From the first line to the last, set down the data exactly as given.
[Opening THE DATA section]
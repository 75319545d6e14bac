use crate::error::QuillError;
use serde::{Deserialize, Serialize};
use std::fmt;
use std::str::FromStr;

/// One of the fixed rewrite operations a shortcut can trigger.
#[derive(Debug, Clone, Copy, PartialEq, Eq, Hash, Serialize, Deserialize)]
#[serde(rename_all = "lowercase")]
pub enum RewriteAction {
    Grammar,
    Rephrase,
    Summarize,
    Translate,
}

impl RewriteAction {
    pub const ALL: [RewriteAction; 4] = [
        RewriteAction::Grammar,
        RewriteAction::Rephrase,
        RewriteAction::Summarize,
        RewriteAction::Translate,
    ];

    pub fn name(self) -> &'static str {
        match self {
            RewriteAction::Grammar => "grammar",
            RewriteAction::Rephrase => "rephrase",
            RewriteAction::Summarize => "summarize",
            RewriteAction::Translate => "translate",
        }
    }

    /// Title used for notifications
    pub fn title(self) -> &'static str {
        match self {
            RewriteAction::Grammar => "Grammar Check",
            RewriteAction::Rephrase => "Rephrase",
            RewriteAction::Summarize => "Summarize",
            RewriteAction::Translate => "Translate",
        }
    }

    /// Progress line shown while the request is in flight
    pub fn progress_message(self) -> &'static str {
        match self {
            RewriteAction::Grammar => "Checking grammar...",
            RewriteAction::Rephrase => "Rephrasing text...",
            RewriteAction::Summarize => "Condensing...",
            RewriteAction::Translate => "Translating...",
        }
    }
}

impl fmt::Display for RewriteAction {
    fn fmt(&self, f: &mut fmt::Formatter<'_>) -> fmt::Result {
        f.write_str(self.name())
    }
}

impl FromStr for RewriteAction {
    type Err = QuillError;

    fn from_str(s: &str) -> Result<Self, Self::Err> {
        match s.trim().to_lowercase().as_str() {
            "grammar" | "grammar-check" | "grammarcheck" => Ok(RewriteAction::Grammar),
            "rephrase" => Ok(RewriteAction::Rephrase),
            "summarize" | "summarise" | "summary" => Ok(RewriteAction::Summarize),
            "translate" | "translation" => Ok(RewriteAction::Translate),
            other => Err(QuillError::Other(format!("Unknown action '{}'", other))),
        }
    }
}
[Closing THE DATA section]
WORKED SOLUTION:
repository 75319545d6e14bac
use crate::error::QuillError;
use serde::{Deserialize, Serialize};
use std::fmt;
use std::str::FromStr;

/// One of the fixed rewrite operations a shortcut can trigger.
#[derive(Debug, Clone, Copy, PartialEq, Eq, Hash, Serialize, Deserialize)]
#[serde(rename_all = "lowercase")]
pub enum RewriteAction {
    Grammar,
    Rephrase,
    Summarize,
    Translate,
}

impl RewriteAction {
    pub const ALL: [RewriteAction; 4] = [
        RewriteAction::Grammar,
        RewriteAction::Rephrase,
        RewriteAction::Summarize,
        RewriteAction::Translate,
    ];

    pub fn name(self) -> &'static str {
        match self {
            RewriteAction::Grammar => "grammar",
            RewriteAction::Rephrase => "rephrase",
            RewriteAction::Summarize => "summarize",
            RewriteAction::Translate => "translate",
        }
    }

    /// Title used for notifications
    pub fn title(self) -> &'static str {
        match self {
            RewriteAction::Grammar => "Grammar Check",
            RewriteAction::Rephrase => "Rephrase",
            RewriteAction::Summarize => "Summarize",
            RewriteAction::Translate => "Translate",
        }
    }

    /// Progress line shown while the request is in flight
    pub fn progress_message(self) -> &'static str {
        match self {
            RewriteAction::Grammar => "Checking grammar...",
            RewriteAction::Rephrase => "Rephrasing text...",
            RewriteAction::Summarize => "Condensing...",
            RewriteAction::Translate => "Translating...",
        }
    }
}

impl fmt::Display for RewriteAction {
    fn fmt(&self, f: &mut fmt::Formatter<'_>) -> fmt::Result {
        f.write_str(self.name())
    }
}

impl FromStr for RewriteAction {
    type Err = QuillError;

    fn from_str(s: &str) -> Result<Self, Self::Err> {
        match s.trim().to_lowercase().as_str() {
            "grammar" | "grammar-check" | "grammarcheck" => Ok(RewriteAction::Grammar),
            "rephrase" => Ok(RewriteAction::Rephrase),
            "summarize" | "summarise" | "summary" => Ok(RewriteAction::Summarize),
            "translate" | "translation" => Ok(RewriteAction::Translate),
            other => Err(QuillError::Other(format!("Unknown action '{}'", other))),
        }
    }
}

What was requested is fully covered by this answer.